JO 2024 (gym): "Ma place est avec l'Algérie", Kaylia Nemour savoure son sacre aux barres asymétriques et ne regrette rien
Kaylia Nemour n'a que 17 ans mais elle a déjà tant vécu. La jeune gymnaste algérienne s'est offert le titre olympique aux barres asymétriques à Bercy, ce dimanche 4 août, au terme d'une performance de haut vol.
Sur son agrès favori, l'adolescente a fait honneur à son statut en obtenant des juges une note de 15.700. Un bien meilleur score que sa rivale Qiu Qiyuan. Cette dernière lui avait ravi le titre de championne du monde à Anvers d'un rien en novembre dernier. Aujourd'hui, le destin lui sourit et l'or change de main.
"C'est fou. Je suis choquée. J'y crois toujours pas encore. Pour moi, il y a encore autre chose après les Jeux olympiques, après la médaille d'or", savoure Kaylia Nemour au micro de RMC, dans un mélange de joie et d'incrédulité. "Je suis très, très contente d'avoir gagné cette médaille d'or aujourd'hui. C'est vraiment le résultat et la récompense de toutes les années de travail que j'ai faites, surtout ces trois dernières années. Je suis passée par des périodes compliquées et c'est woaw, c'est incroyable."
Le soutien des Français et des Algériens
Avec ce titre olympique, Kaylia Nemour écrit non seulement l'histoire de son pays mais aussi celui de son continent. Jamais jusqu'aux Jeux de Paris une athlète africaine n'avait décroché le plus beau des métaux en gymnastique.
"C'est vraiment incroyable, je suis trop, trop contente. Le fait que ça s'est déroulé à Paris, il y a eu tout le soutien des Français et des Algériens et je pense que ça n'aurait pas été mieux à l'étranger", estime la jeune gymnaste.

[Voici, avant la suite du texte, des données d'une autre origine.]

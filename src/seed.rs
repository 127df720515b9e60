//! Helper seed files
//!
//! A seed file is a JSON array of helpers:
//!
//! ```json
//! [
//!   {"id": "h-1", "name": "Asha", "skills": ["plumbing"], "rating": 4.7,
//!    "location": {"lat": 12.97, "lng": 77.59}}
//! ]
//! ```

use std::path::Path;

use crate::dispatch::Dispatcher;
use crate::error::{Error, Result};
use crate::models::NewHelper;

/// Parse a seed file
pub fn read_seed_file(path: &Path) -> Result<Vec<NewHelper>> {
    let content = std::fs::read_to_string(path)
        .map_err(|e| Error::with_source(format!("Failed to read seed file {}", path.display()), e))?;
    Ok(serde_json::from_str(&content)?)
}

/// Register every helper in `helpers`; returns how many were stored
pub async fn seed_helpers(dispatcher: &Dispatcher, helpers: Vec<NewHelper>) -> Result<usize> {
    let mut stored = 0;
    for helper in helpers {
        let name = helper.name.clone();
        match dispatcher.register_helper(helper.into()).await {
            Ok(saved) => {
                tracing::debug!(helper_id = %saved.id, "Seeded helper");
                stored += 1;
            }
            Err(e) if e.is_recoverable() => return Err(e.into()),
            Err(e) => tracing::warn!(name = %name, error = %e, "Skipping invalid helper"),
        }
    }
    Ok(stored)
}
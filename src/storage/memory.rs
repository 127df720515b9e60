//! In-memory store backend
//!
//! Keeps helpers and bookings in `RwLock`-guarded maps. Every conditional
//! write takes the write lock for its whole check-and-set, which makes the
//! claim and the version check atomic within the process.

use std::collections::BTreeMap;
use std::sync::atomic::{AtomicBool, Ordering};

use async_trait::async_trait;
use chrono::Utc;
use tokio::sync::RwLock;
use uuid::Uuid;

use super::repository::{
    BookingStore, ClaimOutcome, HelperStore, StoreError, StoreResult, UpdateOutcome,
};
use crate::models::{Booking, BookingPatch, BookingStatus, GeoPoint, Helper, HelperStatus, NewBooking};

/// Store backed by process memory
#[derive(Default)]
pub struct MemoryStore {
    helpers: RwLock<BTreeMap<String, Helper>>,
    bookings: RwLock<BTreeMap<String, Booking>>,
    /// When set, every call fails with `StoreError::Unavailable`
    offline: AtomicBool,
}

impl MemoryStore {
    pub fn new() -> Self {
        Self::default()
    }

    /// Create a store pre-populated with helpers
    pub fn with_helpers(helpers: impl IntoIterator<Item = Helper>) -> Self {
        let map = helpers.into_iter().map(|h| (h.id.clone(), h)).collect();
        Self {
            helpers: RwLock::new(map),
            ..Default::default()
        }
    }

    /// Simulate an outage of the backing store
    pub fn set_offline(&self, offline: bool) {
        self.offline.store(offline, Ordering::SeqCst);
    }

    fn check_online(&self) -> StoreResult<()> {
        if self.offline.load(Ordering::SeqCst) {
            return Err(StoreError::unavailable("memory store is offline"));
        }
        Ok(())
    }

    /// Number of stored bookings
    pub async fn booking_count(&self) -> usize {
        self.bookings.read().await.len()
    }
}

#[async_trait]
impl HelperStore for MemoryStore {
    async fn query_available_helpers(&self, skill: &str) -> StoreResult<Vec<Helper>> {
        self.check_online()?;
        Ok(self
            .helpers
            .read()
            .await
            .values()
            .filter(|h| h.is_available() && h.has_skill(skill))
            .cloned()
            .collect())
    }

    async fn get_helper(&self, helper_id: &str) -> StoreResult<Option<Helper>> {
        self.check_online()?;
        Ok(self.helpers.read().await.get(helper_id).cloned())
    }

    async fn conditional_claim_helper(&self, helper_id: &str) -> StoreResult<ClaimOutcome> {
        self.check_online()?;
        let mut helpers = self.helpers.write().await;
        let Some(helper) = helpers.get_mut(helper_id) else {
            return Ok(ClaimOutcome::NotFound);
        };

        if helper.status != HelperStatus::Available {
            return Ok(ClaimOutcome::Conflict);
        }

        helper.status = HelperStatus::Busy;
        helper.last_updated = Utc::now();
        Ok(ClaimOutcome::Claimed)
    }

    async fn release_helper(&self, helper_id: &str) -> StoreResult<()> {
        self.check_online()?;
        if let Some(helper) = self.helpers.write().await.get_mut(helper_id) {
            helper.status = HelperStatus::Available;
            helper.last_updated = Utc::now();
        }
        Ok(())
    }

    async fn update_helper_location(&self, helper_id: &str, location: GeoPoint) -> StoreResult<bool> {
        self.check_online()?;
        match self.helpers.write().await.get_mut(helper_id) {
            Some(helper) => {
                helper.location = location;
                helper.last_updated = Utc::now();
                Ok(true)
            }
            None => Ok(false),
        }
    }

    async fn upsert_helper(&self, mut helper: Helper) -> StoreResult<()> {
        self.check_online()?;
        let mut helpers = self.helpers.write().await;
        if let Some(existing) = helpers.get(&helper.id) {
            helper.status = existing.status;
        }
        helpers.insert(helper.id.clone(), helper);
        Ok(())
    }

    async fn list_helpers(&self) -> StoreResult<Vec<Helper>> {
        self.check_online()?;
        Ok(self.helpers.read().await.values().cloned().collect())
    }
}

#[async_trait]
impl BookingStore for MemoryStore {
    async fn create_booking(&self, booking: NewBooking) -> StoreResult<String> {
        self.check_online()?;
        let id = Uuid::new_v4().to_string();
        let record = Booking::from_new(id.clone(), booking, Utc::now());
        self.bookings.write().await.insert(id.clone(), record);
        Ok(id)
    }

    async fn read_booking(&self, booking_id: &str) -> StoreResult<Option<Booking>> {
        self.check_online()?;
        Ok(self.bookings.read().await.get(booking_id).cloned())
    }

    async fn list_unsettled_bookings(&self) -> StoreResult<Vec<Booking>> {
        self.check_online()?;
        let mut unsettled: Vec<Booking> = self
            .bookings
            .read()
            .await
            .values()
            .filter(|b| b.status == BookingStatus::Assigned || !b.pending_releases.is_empty())
            .cloned()
            .collect();
        unsettled.sort_by(|a, b| a.id.cmp(&b.id));
        Ok(unsettled)
    }

    async fn update_booking(
        &self,
        booking_id: &str,
        expected_version: u64,
        patch: BookingPatch,
    ) -> StoreResult<UpdateOutcome> {
        self.check_online()?;
        let mut bookings = self.bookings.write().await;
        let Some(booking) = bookings.get_mut(booking_id) else {
            return Ok(UpdateOutcome::NotFound);
        };

        if booking.version != expected_version {
            return Ok(UpdateOutcome::VersionConflict);
        }

        booking.apply(&patch, Utc::now());
        Ok(UpdateOutcome::Applied(booking.version))
    }
}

Ce soutien local n'a rien de surprenant car Kaylia Nemour dispose aussi de la nationalité française. Elle est née en Indre-et-Loire et s'entraîne en France. Et sans un incroyable imbroglio, Kaylia Nemour n'aurait jamais porté les couleurs du pays d'origine de son père.
Colère et tristesse
Le casus belli remonte à 2021. Celle qui a intégré l'équipe de France à l'âge de 12 ans connaît une forte poussée de croissance, dont découle un problème osseux relativement rare: une ostéochondrite. Kaylia Nemour doit être opérée des deux genoux.

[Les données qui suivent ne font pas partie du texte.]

//! Store contracts consumed by the dispatch core
//!
//! The core never touches a database directly. It reads and writes helpers
//! and bookings through the two traits below, so the same assignment and
//! escalation logic runs against SQLite in production and an in-memory map
//! in tests.
//!
//! # Architecture
//!
//! ```text
//! ┌─────────────────────────────────────────────────────────────┐
//! │                      Dispatch Core                          │
//! │        (assignment engine, escalation, lifecycle)           │
//! └─────────────────────────────────────────────────────────────┘
//!                              │
//!                              ▼
//! ┌─────────────────────────────────────────────────────────────┐
//! │                     Store Traits                            │
//! │               HelperStore, BookingStore                     │
//! └─────────────────────────────────────────────────────────────┘
//!                    │                       │
//!                    ▼                       ▼
//!          ┌─────────────────┐     ┌─────────────────┐
//!          │     SQLite      │     │     Memory      │
//!          │  Implementation │     │  Implementation │
//!          └─────────────────┘     └─────────────────┘
//! ```
//!
//! # Atomicity
//!
//! Two writes carry a compare-and-swap contract that every implementation
//! must honour:
//!
//! - [`HelperStore::conditional_claim_helper`] flips a helper from
//!   `available` to `busy` only if it is still `available`.
//! - [`BookingStore::update_booking`] applies a patch only if the stored
//!   version equals the version the caller read.

use async_trait::async_trait;
use thiserror::Error;

use crate::models::{Booking, BookingPatch, GeoPoint, Helper, NewBooking};

// ============================================================================
// Errors
// ============================================================================

/// Failures raised by a store backend
#[derive(Debug, Error)]
pub enum StoreError {
    /// SQLite error
    #[error("database error: {0}")]
    Database(#[from] rusqlite::Error),

    /// Stored document could not be encoded or decoded
    #[error("serialization error: {0}")]
    Serialization(#[from] serde_json::Error),

    /// A lock guarding the backend was poisoned by a panicking writer
    #[error("store lock poisoned: {0}")]
    LockPoisoned(String),

    /// Backend cannot serve requests right now
    #[error("store unavailable: {0}")]
    Unavailable(String),

    /// Stored row holds a value the model cannot represent
    #[error("corrupt record '{id}': {reason}")]
    Corrupt { id: String, reason: String },
}

impl StoreError {
    pub fn unavailable(reason: impl Into<String>) -> Self {
        Self::Unavailable(reason.into())
    }

    pub fn corrupt(id: impl Into<String>, reason: impl Into<String>) -> Self {
        Self::Corrupt {
            id: id.into(),
            reason: reason.into(),
        }
    }
}

/// Result type for store operations
pub type StoreResult<T> = Result<T, StoreError>;

// ============================================================================
// Outcomes
// ============================================================================

/// Result of a conditional claim
#[derive(Debug, Clone, Copy, PartialEq, Eq)]
pub enum ClaimOutcome {
    /// The helper was available and is now busy
    Claimed,
    /// The helper exists but someone else holds it
    Conflict,
    /// No helper with that id
    NotFound,
}

impl ClaimOutcome {
    pub fn is_claimed(&self) -> bool {
        matches!(self, Self::Claimed)
    }
}

/// Result of a version-checked booking update
#[derive(Debug, Clone, Copy, PartialEq, Eq)]
pub enum UpdateOutcome {
    /// Patch written; carries the new version
    Applied(u64),
    /// The booking changed since it was read
    VersionConflict,
    /// No booking with that id
    NotFound,
}

impl UpdateOutcome {
    pub fn is_applied(&self) -> bool {
        matches!(self, Self::Applied(_))
    }
}

// ============================================================================
// Store Traits
// ============================================================================

/// Query and claim interface over the helper collection
#[async_trait]
pub trait HelperStore: Send + Sync {
    /// Helpers whose status is available and whose skills contain `skill`
    async fn query_available_helpers(&self, skill: &str) -> StoreResult<Vec<Helper>>;

    /// Live helper record
    async fn get_helper(&self, helper_id: &str) -> StoreResult<Option<Helper>>;

    /// Atomically move a helper from available to busy
    async fn conditional_claim_helper(&self, helper_id: &str) -> StoreResult<ClaimOutcome>;

    /// Return a helper to available; unknown ids are ignored
    async fn release_helper(&self, helper_id: &str) -> StoreResult<()>;

    /// Overwrite a helper's location; `false` if the helper does not exist
    async fn update_helper_location(&self, helper_id: &str, location: GeoPoint) -> StoreResult<bool>;

    /// Insert a helper, or replace an existing one's profile
    ///
    /// An existing helper keeps its stored status; only claims and releases
    /// change availability.
    async fn upsert_helper(&self, helper: Helper) -> StoreResult<()>;

    /// Every helper, ordered by id
    async fn list_helpers(&self) -> StoreResult<Vec<Helper>>;
}

/// Read/write interface over booking documents
#[async_trait]
pub trait BookingStore: Send + Sync {
    /// Persist a new booking and return its generated id
    async fn create_booking(&self, booking: NewBooking) -> StoreResult<String>;

    /// Fetch a booking by id
    async fn read_booking(&self, booking_id: &str) -> StoreResult<Option<Booking>>;

    /// Apply `patch` if the stored version still equals `expected_version`
    async fn update_booking(
        &self,
        booking_id: &str,
        expected_version: u64,
        patch: BookingPatch,
    ) -> StoreResult<UpdateOutcome>;

    /// Bookings still `assigned` or still owing a helper release, by id
    async fn list_unsettled_bookings(&self) -> StoreResult<Vec<Booking>>;
}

Un an plus tard, après avoir obtenu le feu vert de son chirurgien, elle aspire à reprendre la compétition. Mais son retour au plus haut niveau est freiné par un avis médical rendu par la Fédération française de gymnastique, qui émet "des restrictions temporaires de pratique".

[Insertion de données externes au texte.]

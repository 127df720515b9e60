// Core data structures for helper dispatch

use chrono::{DateTime, Utc};
use serde::{Deserialize, Serialize};
use std::fmt;
use std::str::FromStr;

/// Requester identity recorded when the caller is not identified
pub const ANONYMOUS_REQUESTER: &str = "anonymous";

// ============================================================================
// Geography
// ============================================================================

/// A point on the globe in decimal degrees
#[derive(Debug, Clone, Copy, PartialEq, Serialize, Deserialize)]
pub struct GeoPoint {
    pub lat: f64,
    pub lng: f64,
}

impl GeoPoint {
    pub fn new(lat: f64, lng: f64) -> Self {
        Self { lat, lng }
    }

    /// Finite and inside the WGS84 latitude/longitude ranges
    pub fn is_valid(&self) -> bool {
        self.lat.is_finite()
            && self.lng.is_finite()
            && (-90.0..=90.0).contains(&self.lat)
            && (-180.0..=180.0).contains(&self.lng)
    }
}

impl fmt::Display for GeoPoint {
    fn fmt(&self, f: &mut fmt::Formatter<'_>) -> fmt::Result {
        write!(f, "{:.4}, {:.4}", self.lat, self.lng)
    }
}

// ============================================================================
// Helpers
// ============================================================================

/// Availability of a helper
#[derive(Debug, Clone, Copy, PartialEq, Eq, Hash, Serialize, Deserialize)]
#[serde(rename_all = "lowercase")]
pub enum HelperStatus {
    Available,
    Busy,
}

impl HelperStatus {
    pub fn as_str(&self) -> &'static str {
        match self {
            Self::Available => "available",
            Self::Busy => "busy",
        }
    }
}

impl fmt::Display for HelperStatus {
    fn fmt(&self, f: &mut fmt::Formatter<'_>) -> fmt::Result {
        f.write_str(self.as_str())
    }
}

impl FromStr for HelperStatus {
    type Err = String;

    fn from_str(s: &str) -> Result<Self, Self::Err> {
        match s {
            "available" => Ok(Self::Available),
            "busy" => Ok(Self::Busy),
            other => Err(format!("unknown helper status '{other}'")),
        }
    }
}

/// A field worker who can be booked
#[derive(Debug, Clone, PartialEq, Serialize, Deserialize)]
#[serde(rename_all = "camelCase")]
pub struct Helper {
    pub id: String,
    pub name: String,
    /// Skill tags, matched exactly against the requested service type
    pub skills: Vec<String>,
    /// Average rating, 0.0 to 5.0
    pub rating: f64,
    pub location: GeoPoint,
    pub status: HelperStatus,
    #[serde(default = "Utc::now")]
    pub last_updated: DateTime<Utc>,
}

impl Helper {
    /// Create an available helper
    pub fn new(
        id: impl Into<String>,
        name: impl Into<String>,
        skills: Vec<String>,
        rating: f64,
        location: GeoPoint,
    ) -> Self {
        Self {
            id: id.into(),
            name: name.into(),
            skills,
            rating,
            location,
            status: HelperStatus::Available,
            last_updated: Utc::now(),
        }
    }

    pub fn has_skill(&self, skill: &str) -> bool {
        self.skills.iter().any(|s| s == skill)
    }

    pub fn is_available(&self) -> bool {
        self.status == HelperStatus::Available
    }
}

/// Helper fields supplied on registration or in a seed file
#[derive(Debug, Clone, PartialEq, Serialize, Deserialize)]
pub struct NewHelper {
    /// Generated when absent
    #[serde(default)]
    pub id: Option<String>,
    pub name: String,
    pub skills: Vec<String>,
    pub rating: f64,
    pub location: GeoPoint,
}

impl From<NewHelper> for Helper {
    fn from(new: NewHelper) -> Self {
        Helper::new(
            new.id.unwrap_or_default(),
            new.name,
            new.skills,
            new.rating,
            new.location,
        )
    }
}

/// Public view of a helper returned to requesters
#[derive(Debug, Clone, PartialEq, Serialize, Deserialize)]
pub struct HelperSummary {
    pub name: String,
    pub rating: f64,
    pub skills: Vec<String>,
}

// ============================================================================
// Candidates
// ============================================================================

/// One entry of the ranked snapshot taken when a booking is requested
#[derive(Debug, Clone, PartialEq, Serialize, Deserialize)]
#[serde(rename_all = "camelCase")]
pub struct Candidate {
    pub helper_id: String,
    pub name: String,
    pub skills: Vec<String>,
    pub rating: f64,
    pub location: GeoPoint,
    pub distance_km: f64,
}

impl Candidate {
    pub fn summary(&self) -> HelperSummary {
        HelperSummary {
            name: self.name.clone(),
            rating: self.rating,
            skills: self.skills.clone(),
        }
    }
}

// ============================================================================
// Bookings
// ============================================================================

/// Lifecycle state of a booking
#[derive(Debug, Clone, Copy, PartialEq, Eq, Hash, Serialize, Deserialize)]
#[serde(rename_all = "kebab-case")]
pub enum BookingStatus {
    /// A helper is assigned and the escalation chain may still advance
    Assigned,
    /// Finished by the requester
    Completed,
    /// No eligible helper at request time (never persisted)
    NoHelpers,
    /// Every candidate became unavailable during escalation
    NoHelpersAvailable,
}

impl BookingStatus {
    pub fn as_str(&self) -> &'static str {
        match self {
            Self::Assigned => "assigned",
            Self::Completed => "completed",
            Self::NoHelpers => "no-helpers",
            Self::NoHelpersAvailable => "no-helpers-available",
        }
    }

    /// Terminal bookings accept no further mutation
    pub fn is_terminal(&self) -> bool {
        !matches!(self, Self::Assigned)
    }
}

impl fmt::Display for BookingStatus {
    fn fmt(&self, f: &mut fmt::Formatter<'_>) -> fmt::Result {
        f.write_str(self.as_str())
    }
}

impl FromStr for BookingStatus {
    type Err = String;

    fn from_str(s: &str) -> Result<Self, Self::Err> {
        match s {
            "assigned" => Ok(Self::Assigned),
            "completed" => Ok(Self::Completed),
            "no-helpers" => Ok(Self::NoHelpers),
            "no-helpers-available" => Ok(Self::NoHelpersAvailable),
            other => Err(format!("unknown booking status '{other}'")),
        }
    }
}

/// Persisted booking document
#[derive(Debug, Clone, PartialEq, Serialize, Deserialize)]
#[serde(rename_all = "camelCase")]
pub struct Booking {
    pub id: String,
    pub requester_id: String,
    pub service_type: String,
    pub description: String,
    pub requester_location: GeoPoint,
    pub assigned_helper_id: String,
    pub assigned_helper_name: String,
    pub status: BookingStatus,
    pub distance_km: f64,
    pub eta_minutes: u32,
    pub reassignment_count: u32,
    pub candidates: Vec<Candidate>,
    pub next_candidate_index: usize,
    pub rating: Option<f64>,
    /// Helpers this booking let go of whose release is not yet confirmed
    #[serde(default)]
    pub pending_releases: Vec<String>,
    pub version: u64,
    pub created_at: DateTime<Utc>,
    pub updated_at: DateTime<Utc>,
    pub completed_at: Option<DateTime<Utc>>,
}

impl Booking {
    /// Materialize a new booking at version 1
    pub fn from_new(id: impl Into<String>, new: NewBooking, now: DateTime<Utc>) -> Self {
        Self {
            id: id.into(),
            requester_id: new.requester_id,
            service_type: new.service_type,
            description: new.description,
            requester_location: new.requester_location,
            assigned_helper_id: new.assigned_helper_id,
            assigned_helper_name: new.assigned_helper_name,
            status: BookingStatus::Assigned,
            distance_km: new.distance_km,
            eta_minutes: new.eta_minutes,
            reassignment_count: 0,
            candidates: new.candidates,
            next_candidate_index: new.next_candidate_index,
            rating: None,
            pending_releases: Vec::new(),
            version: 1,
            created_at: now,
            updated_at: now,
            completed_at: None,
        }
    }

    pub fn is_terminal(&self) -> bool {
        self.status.is_terminal()
    }

    /// Apply a patch and bump the version
    pub fn apply(&mut self, patch: &BookingPatch, now: DateTime<Utc>) {
        if let Some(status) = patch.status {
            self.status = status;
        }
        if let Some(id) = &patch.assigned_helper_id {
            self.assigned_helper_id = id.clone();
        }
        if let Some(name) = &patch.assigned_helper_name {
            self.assigned_helper_name = name.clone();
        }
        if let Some(distance) = patch.distance_km {
            self.distance_km = distance;
        }
        if let Some(eta) = patch.eta_minutes {
            self.eta_minutes = eta;
        }
        if let Some(count) = patch.reassignment_count {
            self.reassignment_count = count;
        }
        if let Some(index) = patch.next_candidate_index {
            self.next_candidate_index = index;
        }
        if let Some(rating) = patch.rating {
            self.rating = Some(rating);
        }
        if let Some(at) = patch.completed_at {
            self.completed_at = Some(at);
        }
        if let Some(owed) = &patch.owe_release {
            if !self.pending_releases.contains(owed) {
                self.pending_releases.push(owed.clone());
            }
        }
        self.pending_releases
            .retain(|id| !patch.settled_releases.contains(id));
        self.updated_at = now;
        self.version += 1;
    }
}

/// Fields supplied when a booking is created
#[derive(Debug, Clone, PartialEq)]
pub struct NewBooking {
    pub requester_id: String,
    pub service_type: String,
    pub description: String,
    pub requester_location: GeoPoint,
    pub assigned_helper_id: String,
    pub assigned_helper_name: String,
    pub distance_km: f64,
    pub eta_minutes: u32,
    pub candidates: Vec<Candidate>,
    pub next_candidate_index: usize,
}

/// Partial update of a booking; `None` leaves the field untouched
#[derive(Debug, Clone, Default, PartialEq)]
pub struct BookingPatch {
    pub status: Option<BookingStatus>,
    pub assigned_helper_id: Option<String>,
    pub assigned_helper_name: Option<String>,
    pub distance_km: Option<f64>,
    pub eta_minutes: Option<u32>,
    pub reassignment_count: Option<u32>,
    pub next_candidate_index: Option<usize>,
    pub rating: Option<f64>,
    pub completed_at: Option<DateTime<Utc>>,
    /// Record a helper whose release this booking now owes
    pub owe_release: Option<String>,
    /// Owed releases that have been carried out
    pub settled_releases: Vec<String>,
}

impl BookingPatch {
    pub fn status(status: BookingStatus) -> Self {
        Self {
            status: Some(status),
            ..Default::default()
        }
    }

    /// Move the booking to a new candidate
    pub fn reassign(candidate: &Candidate, eta_minutes: u32, count: u32, next_index: usize) -> Self {
        Self {
            assigned_helper_id: Some(candidate.helper_id.clone()),
            assigned_helper_name: Some(candidate.name.clone()),
            distance_km: Some(candidate.distance_km),
            eta_minutes: Some(eta_minutes),
            reassignment_count: Some(count),
            next_candidate_index: Some(next_index),
            ..Default::default()
        }
    }

    pub fn complete(rating: f64, at: DateTime<Utc>) -> Self {
        Self {
            status: Some(BookingStatus::Completed),
            rating: Some(rating),
            completed_at: Some(at),
            ..Default::default()
        }
    }

    /// Clear owed releases that were carried out
    pub fn settle(released: Vec<String>) -> Self {
        Self {
            settled_releases: released,
            ..Default::default()
        }
    }

    /// Also record that `helper_id` must be released
    pub fn owing_release(mut self, helper_id: impl Into<String>) -> Self {
        self.owe_release = Some(helper_id.into());
        self
    }
}

// ============================================================================
// Request / Result Shapes
// ============================================================================

/// Input of an assignment request
#[derive(Debug, Clone, PartialEq, Serialize, Deserialize)]
#[serde(rename_all = "camelCase")]
pub struct AssignRequest {
    #[serde(default)]
    pub service_type: String,
    #[serde(alias = "userLocation")]
    pub location: Option<GeoPoint>,
    #[serde(default)]
    pub description: String,
    #[serde(default, alias = "userId")]
    pub requester_id: Option<String>,
}

impl AssignRequest {
    pub fn new(service_type: impl Into<String>, location: GeoPoint, description: impl Into<String>) -> Self {
        Self {
            service_type: service_type.into(),
            location: Some(location),
            description: description.into(),
            requester_id: None,
        }
    }

    pub fn with_requester(mut self, requester_id: impl Into<String>) -> Self {
        self.requester_id = Some(requester_id.into());
        self
    }
}

/// Result of an assignment request
///
/// Both a successful assignment and the `no-helpers` soft failure use this
/// shape; hard failures are reported as errors instead.
#[derive(Debug, Clone, PartialEq, Serialize, Deserialize)]
#[serde(rename_all = "camelCase")]
pub struct AssignOutcome {
    pub message: String,
    pub helper: Option<HelperSummary>,
    #[serde(skip_serializing_if = "Option::is_none")]
    pub error: Option<String>,
    pub booking_id: Option<String>,
    #[serde(rename = "distance", skip_serializing_if = "Option::is_none")]
    pub distance_km: Option<f64>,
    #[serde(rename = "eta", skip_serializing_if = "Option::is_none")]
    pub eta_minutes: Option<u32>,
    pub status: BookingStatus,
}

impl AssignOutcome {
    pub fn no_helpers() -> Self {
        Self {
            message: "No helpers available at the moment.".to_string(),
            helper: None,
            error: Some("Try booking again in a few minutes.".to_string()),
            booking_id: None,
            distance_km: None,
            eta_minutes: None,
            status: BookingStatus::NoHelpers,
        }
    }

    pub fn assigned(booking_id: String, helper: &Candidate, eta_minutes: u32) -> Self {
        Self {
            message: format!("{} is on the way!", helper.name),
            helper: Some(helper.summary()),
            error: None,
            booking_id: Some(booking_id),
            distance_km: Some(helper.distance_km),
            eta_minutes: Some(eta_minutes),
            status: BookingStatus::Assigned,
        }
    }
}

/// Acknowledgement returned by lifecycle operations
#[derive(Debug, Clone, PartialEq, Eq, Serialize, Deserialize)]
pub struct Receipt {
    pub success: bool,
    pub message: String,
}

impl Receipt {
    pub fn ok(message: impl Into<String>) -> Self {
        Self {
            success: true,
            message: message.into(),
        }
    }
}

C'est le début d'une bataille juridique de plusieurs mois entre le club de Kaylia Nemour - Avoine-Beaumont - et la Fédération. L'adolescente en est la victime collatérale et finit par être exclue du collectif France. "Clairement, j'étais en colère, triste, je ne comprenais pas, je trouvais que ce n'était pas juste", se souvient Nemour auprès de l'Agence France-Presse (AFP).
Finalement, après mûre réflexion, ses parents et elle décident de changer d'allégeance. Depuis 2022, elle représente l'Algérie, un pays que l'adolescente connaissait assez peu avant de choisir de le représenter, mais qu'elle découvre avec grand plaisir.
"Elle a trouvé un équilibre"
Peut-être est-ce là la meilleure décision de sa jeune carrière, quand l'on voit les résultats de l'équipe de France de gymnastique. Kaylia Nemour, en tout cas, n'aspire à aucun retour en arrière. "Je ne prendrai pas la décision de retourner pour la France. Ma place est avec l'Algérie. Je suis très, très fière et contente de représenter ce pays", assure-t-elle à notre micro.
Avant le début des JO, Marc Chirilcenco, son entraîneur, avait souligné "que Kaylia est Française mais qu'elle a choisi de représenter l'Algérie pour ses convictions sportives". Et d'ajouter: "Aujourd'hui, elle a trouvé un équilibre".
C'est donc sous les couleurs de l'Algérie qu'elle fera carrière. Et peut-être, qui sait, qu'elle continuera à marquer l'histoire de son pays. À 17 ans, elle n'est pas que championne olympique. La gymnaste a déjà donné son nom à une figure sur les barres: le "Nemour". Un élément qui a intégré le code de pointage de la Fédération internationale de gymnastique. Rien que ça.